What you should do
The response must be made up of the lines in the entries below that contain "Uuid".

Stored items
>>>>
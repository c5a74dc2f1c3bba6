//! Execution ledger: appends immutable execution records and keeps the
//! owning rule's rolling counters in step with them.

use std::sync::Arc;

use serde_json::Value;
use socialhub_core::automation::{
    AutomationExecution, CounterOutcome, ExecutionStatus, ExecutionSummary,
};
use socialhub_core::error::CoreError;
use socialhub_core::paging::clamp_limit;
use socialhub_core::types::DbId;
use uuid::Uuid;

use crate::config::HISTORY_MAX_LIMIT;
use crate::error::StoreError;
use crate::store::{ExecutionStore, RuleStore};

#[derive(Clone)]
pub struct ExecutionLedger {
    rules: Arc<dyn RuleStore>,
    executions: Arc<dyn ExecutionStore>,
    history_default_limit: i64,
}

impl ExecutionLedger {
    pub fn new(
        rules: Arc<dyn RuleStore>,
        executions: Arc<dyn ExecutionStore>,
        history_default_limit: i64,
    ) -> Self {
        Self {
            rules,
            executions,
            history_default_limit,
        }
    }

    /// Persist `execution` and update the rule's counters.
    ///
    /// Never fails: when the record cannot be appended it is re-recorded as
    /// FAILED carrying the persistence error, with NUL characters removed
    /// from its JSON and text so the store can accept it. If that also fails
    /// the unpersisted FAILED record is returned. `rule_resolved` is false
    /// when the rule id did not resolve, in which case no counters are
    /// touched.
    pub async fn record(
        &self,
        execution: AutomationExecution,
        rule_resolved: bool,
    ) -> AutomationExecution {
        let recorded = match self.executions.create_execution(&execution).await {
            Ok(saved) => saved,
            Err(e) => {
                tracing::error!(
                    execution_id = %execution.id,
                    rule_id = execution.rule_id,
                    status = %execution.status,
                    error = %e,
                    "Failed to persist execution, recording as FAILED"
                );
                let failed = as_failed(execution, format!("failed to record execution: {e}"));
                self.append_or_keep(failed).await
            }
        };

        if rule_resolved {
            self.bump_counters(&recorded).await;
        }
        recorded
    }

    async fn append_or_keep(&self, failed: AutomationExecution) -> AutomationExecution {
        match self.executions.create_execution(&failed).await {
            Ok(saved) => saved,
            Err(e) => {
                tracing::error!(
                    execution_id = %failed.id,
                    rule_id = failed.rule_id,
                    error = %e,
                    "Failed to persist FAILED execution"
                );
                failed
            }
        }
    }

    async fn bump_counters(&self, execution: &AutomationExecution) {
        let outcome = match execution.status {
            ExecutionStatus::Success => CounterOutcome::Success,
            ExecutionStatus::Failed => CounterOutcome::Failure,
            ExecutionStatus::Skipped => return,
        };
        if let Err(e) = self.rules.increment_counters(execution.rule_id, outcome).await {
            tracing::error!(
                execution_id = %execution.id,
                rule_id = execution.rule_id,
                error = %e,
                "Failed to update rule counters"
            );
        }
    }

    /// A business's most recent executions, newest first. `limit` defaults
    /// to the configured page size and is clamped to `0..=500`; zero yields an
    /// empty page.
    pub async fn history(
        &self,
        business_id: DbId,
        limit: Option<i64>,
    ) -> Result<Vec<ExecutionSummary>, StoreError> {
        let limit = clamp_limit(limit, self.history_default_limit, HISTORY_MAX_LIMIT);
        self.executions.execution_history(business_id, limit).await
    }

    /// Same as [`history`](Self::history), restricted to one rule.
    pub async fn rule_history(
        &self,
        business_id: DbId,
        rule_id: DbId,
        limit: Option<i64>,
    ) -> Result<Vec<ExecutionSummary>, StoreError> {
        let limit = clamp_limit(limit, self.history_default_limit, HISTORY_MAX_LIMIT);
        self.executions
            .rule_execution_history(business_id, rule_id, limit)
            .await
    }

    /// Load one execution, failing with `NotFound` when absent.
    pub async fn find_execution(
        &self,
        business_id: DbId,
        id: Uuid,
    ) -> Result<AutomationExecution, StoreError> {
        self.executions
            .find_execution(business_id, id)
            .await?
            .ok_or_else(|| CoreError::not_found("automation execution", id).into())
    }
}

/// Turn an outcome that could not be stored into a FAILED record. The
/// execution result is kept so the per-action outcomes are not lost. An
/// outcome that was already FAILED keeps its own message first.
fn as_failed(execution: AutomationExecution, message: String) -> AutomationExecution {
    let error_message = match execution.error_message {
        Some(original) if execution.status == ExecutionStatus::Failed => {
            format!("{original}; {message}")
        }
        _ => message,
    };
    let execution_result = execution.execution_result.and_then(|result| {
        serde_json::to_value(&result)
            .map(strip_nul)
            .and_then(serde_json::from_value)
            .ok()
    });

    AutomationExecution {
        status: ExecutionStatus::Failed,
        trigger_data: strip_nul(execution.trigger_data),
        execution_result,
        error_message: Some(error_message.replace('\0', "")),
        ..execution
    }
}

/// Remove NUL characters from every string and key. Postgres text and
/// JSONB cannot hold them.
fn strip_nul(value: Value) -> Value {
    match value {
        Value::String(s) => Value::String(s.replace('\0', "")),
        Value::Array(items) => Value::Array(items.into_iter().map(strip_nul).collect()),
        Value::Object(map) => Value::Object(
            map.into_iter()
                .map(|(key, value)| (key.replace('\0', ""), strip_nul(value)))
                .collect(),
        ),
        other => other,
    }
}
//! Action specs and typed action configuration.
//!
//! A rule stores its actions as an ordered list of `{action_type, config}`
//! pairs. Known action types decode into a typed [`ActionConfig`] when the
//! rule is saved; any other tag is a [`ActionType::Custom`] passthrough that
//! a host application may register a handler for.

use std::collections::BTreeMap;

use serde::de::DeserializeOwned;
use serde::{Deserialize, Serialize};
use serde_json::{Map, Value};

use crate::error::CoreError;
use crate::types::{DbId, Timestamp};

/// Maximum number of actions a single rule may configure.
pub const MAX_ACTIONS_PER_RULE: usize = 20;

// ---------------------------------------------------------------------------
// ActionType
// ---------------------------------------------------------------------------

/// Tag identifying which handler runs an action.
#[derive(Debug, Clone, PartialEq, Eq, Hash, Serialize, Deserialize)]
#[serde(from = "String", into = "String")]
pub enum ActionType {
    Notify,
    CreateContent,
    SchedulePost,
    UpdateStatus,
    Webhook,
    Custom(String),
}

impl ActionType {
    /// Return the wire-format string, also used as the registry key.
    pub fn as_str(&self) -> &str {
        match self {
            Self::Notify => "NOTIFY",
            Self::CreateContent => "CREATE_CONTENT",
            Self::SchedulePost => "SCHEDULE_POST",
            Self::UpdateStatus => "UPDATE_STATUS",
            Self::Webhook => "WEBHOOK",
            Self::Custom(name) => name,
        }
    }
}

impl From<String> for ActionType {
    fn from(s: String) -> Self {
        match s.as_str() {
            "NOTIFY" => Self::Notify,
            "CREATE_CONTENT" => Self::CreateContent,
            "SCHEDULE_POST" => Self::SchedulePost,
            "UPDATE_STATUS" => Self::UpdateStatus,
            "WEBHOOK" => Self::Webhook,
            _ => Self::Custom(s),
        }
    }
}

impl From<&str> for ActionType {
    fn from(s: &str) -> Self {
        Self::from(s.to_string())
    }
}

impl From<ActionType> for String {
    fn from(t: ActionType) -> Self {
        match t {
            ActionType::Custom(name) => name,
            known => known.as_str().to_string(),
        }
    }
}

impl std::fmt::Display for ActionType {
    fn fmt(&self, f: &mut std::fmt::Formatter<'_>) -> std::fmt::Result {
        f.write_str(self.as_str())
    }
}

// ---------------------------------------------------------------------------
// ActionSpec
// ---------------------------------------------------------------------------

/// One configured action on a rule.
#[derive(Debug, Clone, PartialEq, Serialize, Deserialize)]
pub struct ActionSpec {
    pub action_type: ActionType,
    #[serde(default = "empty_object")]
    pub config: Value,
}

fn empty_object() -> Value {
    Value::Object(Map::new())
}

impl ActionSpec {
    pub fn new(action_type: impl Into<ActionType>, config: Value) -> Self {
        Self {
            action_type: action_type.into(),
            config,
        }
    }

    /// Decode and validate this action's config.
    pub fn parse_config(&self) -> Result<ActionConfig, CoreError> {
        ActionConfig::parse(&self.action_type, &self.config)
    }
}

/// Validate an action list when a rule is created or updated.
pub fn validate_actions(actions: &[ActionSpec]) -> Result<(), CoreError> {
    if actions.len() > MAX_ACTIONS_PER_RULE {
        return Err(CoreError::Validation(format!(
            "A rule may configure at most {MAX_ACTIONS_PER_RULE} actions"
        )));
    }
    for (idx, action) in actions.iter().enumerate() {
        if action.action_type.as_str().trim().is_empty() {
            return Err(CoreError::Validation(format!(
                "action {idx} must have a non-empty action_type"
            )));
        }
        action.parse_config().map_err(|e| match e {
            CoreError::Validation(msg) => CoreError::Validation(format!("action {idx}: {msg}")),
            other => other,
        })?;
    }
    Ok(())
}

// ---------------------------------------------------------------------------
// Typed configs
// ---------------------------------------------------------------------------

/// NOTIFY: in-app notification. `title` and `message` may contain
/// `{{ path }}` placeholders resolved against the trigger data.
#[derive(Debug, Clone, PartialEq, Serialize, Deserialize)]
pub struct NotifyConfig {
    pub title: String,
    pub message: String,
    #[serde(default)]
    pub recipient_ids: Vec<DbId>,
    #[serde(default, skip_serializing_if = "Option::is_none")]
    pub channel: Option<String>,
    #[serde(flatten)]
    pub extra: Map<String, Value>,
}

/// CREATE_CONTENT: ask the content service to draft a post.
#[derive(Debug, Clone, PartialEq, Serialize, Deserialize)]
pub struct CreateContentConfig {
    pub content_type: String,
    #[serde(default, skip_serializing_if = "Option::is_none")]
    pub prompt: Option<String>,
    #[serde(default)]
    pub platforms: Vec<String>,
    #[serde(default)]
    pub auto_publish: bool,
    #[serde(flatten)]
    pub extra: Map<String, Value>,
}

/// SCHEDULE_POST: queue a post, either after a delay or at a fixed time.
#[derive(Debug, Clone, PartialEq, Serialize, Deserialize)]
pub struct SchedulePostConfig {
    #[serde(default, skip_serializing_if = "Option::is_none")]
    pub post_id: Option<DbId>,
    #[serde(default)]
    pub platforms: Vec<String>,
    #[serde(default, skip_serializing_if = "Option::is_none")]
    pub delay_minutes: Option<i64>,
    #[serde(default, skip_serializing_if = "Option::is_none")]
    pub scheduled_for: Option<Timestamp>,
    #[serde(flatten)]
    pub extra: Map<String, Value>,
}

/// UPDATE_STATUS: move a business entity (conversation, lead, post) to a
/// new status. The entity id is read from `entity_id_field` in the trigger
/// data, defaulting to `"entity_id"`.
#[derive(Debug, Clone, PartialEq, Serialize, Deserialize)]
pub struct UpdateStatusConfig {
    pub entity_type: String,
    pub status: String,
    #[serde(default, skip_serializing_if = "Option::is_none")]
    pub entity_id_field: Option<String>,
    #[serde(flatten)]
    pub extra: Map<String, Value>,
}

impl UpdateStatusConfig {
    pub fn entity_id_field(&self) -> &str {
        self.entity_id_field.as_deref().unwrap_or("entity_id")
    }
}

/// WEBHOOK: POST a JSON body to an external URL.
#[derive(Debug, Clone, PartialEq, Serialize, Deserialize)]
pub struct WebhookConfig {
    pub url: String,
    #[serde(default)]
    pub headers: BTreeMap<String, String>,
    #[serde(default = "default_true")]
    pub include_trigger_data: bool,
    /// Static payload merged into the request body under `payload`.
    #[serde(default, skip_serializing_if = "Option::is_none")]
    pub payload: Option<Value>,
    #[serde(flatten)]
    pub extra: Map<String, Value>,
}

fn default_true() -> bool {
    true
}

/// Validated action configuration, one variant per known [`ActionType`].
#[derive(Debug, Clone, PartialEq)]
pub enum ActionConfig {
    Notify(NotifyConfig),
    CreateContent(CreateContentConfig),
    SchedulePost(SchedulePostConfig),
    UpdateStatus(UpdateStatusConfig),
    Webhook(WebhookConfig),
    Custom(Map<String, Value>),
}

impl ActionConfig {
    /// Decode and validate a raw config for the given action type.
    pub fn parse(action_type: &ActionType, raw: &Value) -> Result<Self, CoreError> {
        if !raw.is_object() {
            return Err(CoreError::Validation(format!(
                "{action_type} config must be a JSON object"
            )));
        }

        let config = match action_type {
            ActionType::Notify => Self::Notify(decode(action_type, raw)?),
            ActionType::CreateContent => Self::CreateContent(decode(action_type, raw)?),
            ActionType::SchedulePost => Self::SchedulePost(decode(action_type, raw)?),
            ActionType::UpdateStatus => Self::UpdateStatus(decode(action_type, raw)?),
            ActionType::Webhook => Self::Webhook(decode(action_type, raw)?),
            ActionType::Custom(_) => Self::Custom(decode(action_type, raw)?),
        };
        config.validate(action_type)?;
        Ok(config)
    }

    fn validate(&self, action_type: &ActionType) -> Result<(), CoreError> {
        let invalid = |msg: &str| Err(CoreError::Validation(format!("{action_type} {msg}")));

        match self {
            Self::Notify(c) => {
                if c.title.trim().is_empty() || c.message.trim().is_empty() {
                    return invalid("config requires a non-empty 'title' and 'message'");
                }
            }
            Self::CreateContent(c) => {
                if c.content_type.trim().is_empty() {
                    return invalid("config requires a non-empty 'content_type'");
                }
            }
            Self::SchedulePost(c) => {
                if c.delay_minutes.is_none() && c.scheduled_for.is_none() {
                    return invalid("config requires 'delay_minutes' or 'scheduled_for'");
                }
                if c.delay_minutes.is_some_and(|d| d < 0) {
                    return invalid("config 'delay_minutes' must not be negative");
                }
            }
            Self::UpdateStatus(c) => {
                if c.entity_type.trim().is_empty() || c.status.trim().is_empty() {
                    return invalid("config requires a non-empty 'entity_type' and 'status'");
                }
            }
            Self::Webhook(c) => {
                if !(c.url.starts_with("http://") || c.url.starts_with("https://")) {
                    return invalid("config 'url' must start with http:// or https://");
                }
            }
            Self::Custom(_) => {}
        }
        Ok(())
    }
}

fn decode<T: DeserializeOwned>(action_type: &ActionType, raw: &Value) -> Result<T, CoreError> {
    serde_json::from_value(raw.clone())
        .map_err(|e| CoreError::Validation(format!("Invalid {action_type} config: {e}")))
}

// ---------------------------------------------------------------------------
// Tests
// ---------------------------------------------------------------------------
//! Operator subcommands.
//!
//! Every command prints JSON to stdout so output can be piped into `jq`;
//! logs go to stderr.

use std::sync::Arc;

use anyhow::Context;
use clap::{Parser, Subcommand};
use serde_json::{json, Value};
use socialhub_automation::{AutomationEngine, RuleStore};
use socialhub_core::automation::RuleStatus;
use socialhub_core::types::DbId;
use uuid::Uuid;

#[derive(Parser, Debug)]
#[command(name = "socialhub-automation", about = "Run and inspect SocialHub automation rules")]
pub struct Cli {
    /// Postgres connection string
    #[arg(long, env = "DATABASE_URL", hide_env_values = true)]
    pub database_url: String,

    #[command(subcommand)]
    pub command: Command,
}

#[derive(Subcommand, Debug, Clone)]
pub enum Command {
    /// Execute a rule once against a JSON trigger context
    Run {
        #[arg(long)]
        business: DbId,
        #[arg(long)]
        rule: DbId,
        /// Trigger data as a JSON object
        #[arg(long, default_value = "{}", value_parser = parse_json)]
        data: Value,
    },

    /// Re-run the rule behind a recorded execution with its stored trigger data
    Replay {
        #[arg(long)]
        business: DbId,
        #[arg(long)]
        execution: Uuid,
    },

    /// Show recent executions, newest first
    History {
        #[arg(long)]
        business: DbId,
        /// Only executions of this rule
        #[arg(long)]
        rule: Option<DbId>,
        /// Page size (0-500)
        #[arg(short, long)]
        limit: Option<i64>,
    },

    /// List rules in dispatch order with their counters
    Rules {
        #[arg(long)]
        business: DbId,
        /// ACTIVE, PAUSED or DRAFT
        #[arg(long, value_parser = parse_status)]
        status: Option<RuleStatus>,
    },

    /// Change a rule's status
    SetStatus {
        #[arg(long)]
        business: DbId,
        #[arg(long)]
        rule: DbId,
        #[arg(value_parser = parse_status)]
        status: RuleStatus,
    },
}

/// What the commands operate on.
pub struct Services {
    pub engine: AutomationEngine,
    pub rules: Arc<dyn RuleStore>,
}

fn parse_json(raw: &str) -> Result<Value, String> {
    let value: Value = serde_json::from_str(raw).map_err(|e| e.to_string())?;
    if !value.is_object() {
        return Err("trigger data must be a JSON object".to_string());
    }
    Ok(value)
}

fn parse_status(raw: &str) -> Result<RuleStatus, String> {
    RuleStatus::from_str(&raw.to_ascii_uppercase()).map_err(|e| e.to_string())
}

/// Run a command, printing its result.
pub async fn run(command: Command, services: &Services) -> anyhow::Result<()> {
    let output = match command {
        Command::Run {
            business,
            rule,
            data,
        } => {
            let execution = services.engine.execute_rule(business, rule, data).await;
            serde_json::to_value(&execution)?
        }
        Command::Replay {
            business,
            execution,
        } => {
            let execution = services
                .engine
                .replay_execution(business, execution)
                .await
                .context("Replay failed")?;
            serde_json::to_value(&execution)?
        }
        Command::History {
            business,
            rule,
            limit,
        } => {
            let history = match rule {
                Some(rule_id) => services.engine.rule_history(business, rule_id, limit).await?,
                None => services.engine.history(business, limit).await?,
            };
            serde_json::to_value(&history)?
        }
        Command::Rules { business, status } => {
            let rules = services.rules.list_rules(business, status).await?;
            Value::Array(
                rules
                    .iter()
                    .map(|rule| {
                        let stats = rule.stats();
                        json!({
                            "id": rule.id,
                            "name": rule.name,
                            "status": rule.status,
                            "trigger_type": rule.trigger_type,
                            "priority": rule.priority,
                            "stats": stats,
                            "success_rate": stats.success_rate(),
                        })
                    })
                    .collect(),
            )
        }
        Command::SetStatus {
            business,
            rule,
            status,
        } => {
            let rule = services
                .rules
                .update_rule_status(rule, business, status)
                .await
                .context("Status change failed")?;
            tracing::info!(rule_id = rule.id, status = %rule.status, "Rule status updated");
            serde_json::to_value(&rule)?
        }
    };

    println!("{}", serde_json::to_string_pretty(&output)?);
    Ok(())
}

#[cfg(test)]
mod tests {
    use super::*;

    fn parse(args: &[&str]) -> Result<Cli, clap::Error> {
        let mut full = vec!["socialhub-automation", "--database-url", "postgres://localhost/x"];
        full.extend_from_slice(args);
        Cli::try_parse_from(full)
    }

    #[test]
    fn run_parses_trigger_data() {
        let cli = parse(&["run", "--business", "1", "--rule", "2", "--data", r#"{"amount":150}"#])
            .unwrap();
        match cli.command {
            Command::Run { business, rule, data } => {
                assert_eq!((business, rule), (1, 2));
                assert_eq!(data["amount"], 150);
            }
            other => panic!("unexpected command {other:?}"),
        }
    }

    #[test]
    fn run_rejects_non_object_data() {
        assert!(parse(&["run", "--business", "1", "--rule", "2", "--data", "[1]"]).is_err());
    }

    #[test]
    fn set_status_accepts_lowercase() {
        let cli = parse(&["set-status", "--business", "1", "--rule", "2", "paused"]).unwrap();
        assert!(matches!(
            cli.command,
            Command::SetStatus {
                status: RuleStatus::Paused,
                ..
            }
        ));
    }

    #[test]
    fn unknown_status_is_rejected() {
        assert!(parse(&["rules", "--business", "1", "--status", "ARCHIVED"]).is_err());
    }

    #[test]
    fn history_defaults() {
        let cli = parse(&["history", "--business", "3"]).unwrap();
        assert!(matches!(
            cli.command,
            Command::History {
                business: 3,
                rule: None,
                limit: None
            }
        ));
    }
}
<<<<
Written response
use uuid::Uuid;
        id: Uuid,
use uuid::Uuid;
        execution: Uuid,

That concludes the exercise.